Качнула колыбель и под мерный скрип не заметила, как опустились веки. Мысли путались, перед глазами вставали то измученные пленные, протягивающие тощие, костлявые руки к лепёшкам, которые она, озираясь на охрану, протягивала через проволочное заграждение. То укоризненно кивал побелевшей головой Тимофей Медведев, будто спрашивал: «Что ж не спасли жену мою? Она же свояченица вам!» – «Пытались, Техан! Пока держали её немцы в сарае возле магазина, мужики вызволить решились да не успели…», – оправдывалась Наталья, леденея от потустороннего печального взгляда Антонины Медведевой, казнённой всё в том же проклятом декабре сорок первого. «Прости, прости!» – беззвучно шевелились губы, а воздух наполнился дымом и тошнотворным запахом горящей плоти. Взметнулся высоко над деревней огонь, жадно пожирающий обугленное тело Разувалова – жуткая смерть за помощь партизанам. Где-то далеко голосила его обезумевшая от ужаса дочка, которую спрятали в своей хате Сепачёвы. А на площади возле адского кострища прыгали-играли ничего не понимающие дети.
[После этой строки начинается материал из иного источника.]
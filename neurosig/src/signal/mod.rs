/// Digital filtering.
pub mod filter;

/// Trait interfaces implemented by the signal kernels.
pub mod traits;

/// Window functions.
pub mod windows;

/// Spectral density estimation.
pub mod spectral;

/// Morlet wavelet decomposition.
pub mod wavelet;

/// Band power estimation over time.
pub mod band_power;
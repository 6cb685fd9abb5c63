//! Kernel front-end for IIR design.

use super::{design_ba, BaFormatFilter, FilterBandType, FilterMethod};
use crate::kernel::{ConfigError, ExecInvariantViolation, KernelLifecycle};
use crate::signal::traits::IirDesign;
use alloc::{format, vec, vec::Vec};

/// Constructor config for [`IirDesignKernel`].
#[derive(Debug, Clone, PartialEq)]
#[cfg_attr(feature = "serde", derive(serde::Serialize, serde::Deserialize))]
pub struct IirDesignConfig {
    /// Filter order.
    pub order: usize,
    /// Critical frequencies normalised to Nyquist.
    pub wn: Vec<f64>,
    /// Band type.
    pub btype: FilterBandType,
    /// Prototype family.
    pub method: FilterMethod,
}

impl Default for IirDesignConfig {
    fn default() -> Self {
        Self {
            order: 3,
            wn: vec![],
            btype: FilterBandType::Bandpass,
            method: FilterMethod::Butterworth,
        }
    }
}

/// Validated Butterworth/Bessel design kernel.
#[derive(Debug, Clone, PartialEq)]
pub struct IirDesignKernel {
    order: usize,
    wn: Vec<f64>,
    btype: FilterBandType,
    method: FilterMethod,
}

impl KernelLifecycle for IirDesignKernel {
    type Config = IirDesignConfig;

    fn try_new(config: Self::Config) -> Result<Self, ConfigError> {
        if config.order == 0 {
            return Err(ConfigError::invalid("order", "must be >= 1, got 0"));
        }
        if config.wn.is_empty() {
            return Err(ConfigError::EmptyInput { arg: "wn" });
        }
        let n_edges = config.btype.n_edges();
        if config.wn.len() != n_edges {
            return Err(ConfigError::invalid(
                "wn",
                format!(
                    "{} designs require {n_edges} critical frequencies, got {:?}",
                    config.btype, config.wn
                ),
            ));
        }
        if let Some(w) = config.wn.iter().find(|w| !(**w > 0. && **w < 1.)) {
            return Err(ConfigError::invalid(
                "wn",
                format!("normalised critical frequencies must satisfy 0 < wn < 1, got {w}"),
            ));
        }
        if n_edges == 2 && config.wn[0] >= config.wn[1] {
            return Err(ConfigError::invalid(
                "wn",
                format!(
                    "wn[0] must be less than wn[1], got {:?}",
                    config.wn.as_slice()
                ),
            ));
        }
        Ok(Self {
            order: config.order,
            wn: config.wn,
            btype: config.btype,
            method: config.method,
        })
    }
}

impl IirDesign<f64> for IirDesignKernel {
    type Output = BaFormatFilter<f64>;

    fn run_alloc(&self) -> Result<Self::Output, ExecInvariantViolation> {
        design_ba(self.order, &self.wn, self.btype, self.method)
            .map_err(ExecInvariantViolation::from)
    }
}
Наталья, онемевшая, с широко открытыми глазами, отразившими покачнувшееся багровое небо, стояла, не шелохнувшись, словно соляной столб – Лотова жена, обернувшаяся посмотреть на сгорающий город….
«И-и-го-го!», – вдруг заржала невесть откуда взявшаяся кобылица, молодая, упитанная, шерсть лоснится, седла нет, никто с ней управиться не может, а Наталья смело влетает на её мощную спину и скачет к дымящемуся голубыми туманами озеру. И кобылица слушается, признаёт в ней хозяйку, чувствует решительный характер, внутреннюю уверенную силу.
Проснулась от резкого стука в окно. В хату бесцеремонно ввалились полицаи – Павлюченко и Лебедев. Автоматы на изготовке:
– У хате хто? – рявкнул рыжий Лебедев.
Наталья бросилась навстречу, умоляюще зашептала:
– Тихо, тихо, ради Христа! Пожалуйста! Дети ж у меня маленькие. Галечке годика нет. Да старая на печи.
– Чужих няма? – убавил голос полицай, не сводя глаз с Натальи, уж больно хороша она ему показалась.
– Какие чужие? Упаси Господи! Самим есть нечего, проверьте, в хате – шаром покати!
Павлюченко стволом карабина откинул занавеску, заглянул на печь. Ефросинья Фёдоровна, слабо соображая спросонья, испуганно вытаращилась на него по-старчески светлыми глазами.